In the soft light from his window, he could see the bed was completely disheveled. The mattress was turned sideways and touching the ground. It stood there like a beached whale. Everything not otherwise tied down was on the floor. Three pictures looked like someone had pitched them against the wall. Worse, except for the window, there was not a single piece of glass in the room that had not been shattered including the screen to his rabbit-eared TV. The shattered remnants covered everything.
“I think you need a drink, my friend.” Reggie pirouetted across his path and glided to the door, but Keenan only blinked at him.
"What?”
“A drink. You know…ice, booze, perhaps soda or a wedge of lime.”

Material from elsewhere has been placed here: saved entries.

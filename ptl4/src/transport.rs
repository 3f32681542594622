//! Transport abstraction: one interface over RDMA-style queue pairs and
//! the shared-memory fragment path.

use std::sync::Arc;

use crate::buffer::Buf;
use crate::conn::{Conn, ConnState};
use crate::error::{Error, Result};
use crate::handle::Handle;
use crate::shmem::ShmemJob;
use crate::soft::{SoftFabric, SoftNode};
use crate::wire::Sge;

/// How a posted send completes.
pub enum SendOutcome {
    /// A work completion will arrive on the completion queue and return
    /// the buffer there.
    Posted,
    /// The message was delivered synchronously; the buffer is handed
    /// back for reuse.
    Completed(Buf),
}

/// A failed send, carrying the buffer back so nothing leaks.
pub struct SendFailed {
    pub error: Error,
    pub buf: Buf,
}

/// Direction of target-driven DMA, from the target's point of view.
#[derive(Debug, Clone, Copy, PartialEq, Eq)]
pub enum DmaDir {
    /// Pull from the initiator's memory (puts, atomics).
    FromInitiator,
    /// Push into the initiator's memory (gets, replies with data).
    ToInitiator,
}

/// How a DMA request completes.
#[derive(Debug, Clone, Copy, PartialEq, Eq)]
pub enum DmaOutcome {
    /// A work completion will arrive; count it in `rdma_comp`.
    Posted,
    /// The copy happened synchronously.
    Done,
}

/// Uniform transport interface used by the state machines.
pub trait Transport: Send + Sync {
    /// Post `buf` toward `conn`'s peer. If `buf.signalled` is not
    /// already set, the per-connection completion threshold decides
    /// whether this send requests a completion.
    fn send_message(&self, conn: &Conn, buf: Buf) -> std::result::Result<SendOutcome, SendFailed>;

    /// Move `local` (a window registered on this interface) against
    /// `remote` (a window on the initiator) on behalf of `xfer`.
    fn post_tgt_dma(
        &self,
        conn: &Conn,
        xfer: Handle,
        dir: DmaDir,
        local: Sge,
        remote: Sge,
    ) -> Result<DmaOutcome>;

    /// Request a send completion only every `n` sends on `conn`.
    fn set_send_completion_threshold(&self, conn: &Conn, n: u32);
}

/// RDMA transport over the verbs provider.
pub struct RdmaTransport;

impl Transport for RdmaTransport {
    fn send_message(&self, conn: &Conn, mut buf: Buf) -> std::result::Result<SendOutcome, SendFailed> {
        let mut inner = conn.lock();
        if inner.state != ConnState::Connected || inner.qp.is_none() {
            return Err(SendFailed {
                error: Error::Fail,
                buf,
            });
        }
        if !buf.signalled {
            buf.signalled = inner.next_signalled();
        }
        inner.qp.as_ref().unwrap().post_send(buf);
        Ok(SendOutcome::Posted)
    }

    fn post_tgt_dma(
        &self,
        conn: &Conn,
        xfer: Handle,
        dir: DmaDir,
        local: Sge,
        remote: Sge,
    ) -> Result<DmaOutcome> {
        let inner = conn.lock();
        let qp = inner.qp.as_ref().ok_or(Error::Fail)?;
        match dir {
            DmaDir::FromInitiator => qp.post_rdma_read(xfer, local, remote),
            DmaDir::ToInitiator => qp.post_rdma_write(xfer, local, remote),
        }
        Ok(DmaOutcome::Posted)
    }

    fn set_send_completion_threshold(&self, conn: &Conn, n: u32) {
        conn.lock().completion_threshold = n;
    }
}

/// Shared-memory transport: fragment-queue delivery plus a synchronous
/// cross-process copy facade for bulk data.
pub struct ShmemTransport {
    pub job: Arc<ShmemJob>,
    pub my_rank: u32,
    pub node: Arc<SoftNode>,
    pub fabric: Arc<SoftFabric>,
}

impl ShmemTransport {
    fn dest_rank(&self, conn: &Conn) -> Result<u32> {
        self.job.rank_of_pid(conn.id.pid).ok_or(Error::Fail)
    }
}

impl Transport for ShmemTransport {
    fn send_message(&self, conn: &Conn, buf: Buf) -> std::result::Result<SendOutcome, SendFailed> {
        let dest = match self.dest_rank(conn) {
            Ok(d) => d,
            Err(error) => return Err(SendFailed { error, buf }),
        };
        let frag = match self.job.alloc_frag(self.my_rank) {
            Ok(f) => f,
            Err(error) => return Err(SendFailed { error, buf }),
        };
        if let Err(error) = self.job.send_frag(self.my_rank, dest, frag, buf.bytes()) {
            self.job.free_frag(self.my_rank, frag);
            return Err(SendFailed { error, buf });
        }
        Ok(SendOutcome::Completed(buf))
    }

    fn post_tgt_dma(
        &self,
        conn: &Conn,
        _xfer: Handle,
        dir: DmaDir,
        local: Sge,
        remote: Sge,
    ) -> Result<DmaOutcome> {
        if local.len != remote.len {
            return Err(Error::ArgInvalid);
        }
        let peer = self.fabric.node(conn.id).ok_or(Error::Fail)?;
        let theirs = peer.mr(remote.cookie).ok_or(Error::ArgInvalid)?;
        let ours = self.node.mr(local.cookie).ok_or(Error::ArgInvalid)?;
        let mut tmp = vec![0u8; local.len as usize];
        match dir {
            DmaDir::FromInitiator => {
                theirs.read(remote.offset, &mut tmp)?;
                ours.write(local.offset, &tmp)?;
            }
            DmaDir::ToInitiator => {
                ours.read(local.offset, &mut tmp)?;
                theirs.write(remote.offset, &tmp)?;
            }
        }
        Ok(DmaOutcome::Done)
    }

    fn set_send_completion_threshold(&self, conn: &Conn, n: u32) {
        conn.lock().completion_threshold = n;
    }
}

Keenan shook his head long enough to get the daze out of it and then gingerly crossed the mine field of glass to pull on his coat and step into his sneakers. He didn’t even bother to untie them.
Miraculously, the shoes were glass-free and the coat was right side out. In his state, it probably didn’t matter.
It dawned on Keenan as he followed Reggie out to the living room that the familiar disembodied noise was back. Arguments, low conversations, whispers, and even a little song flitted in and out of the air around him. It was somehow comforting.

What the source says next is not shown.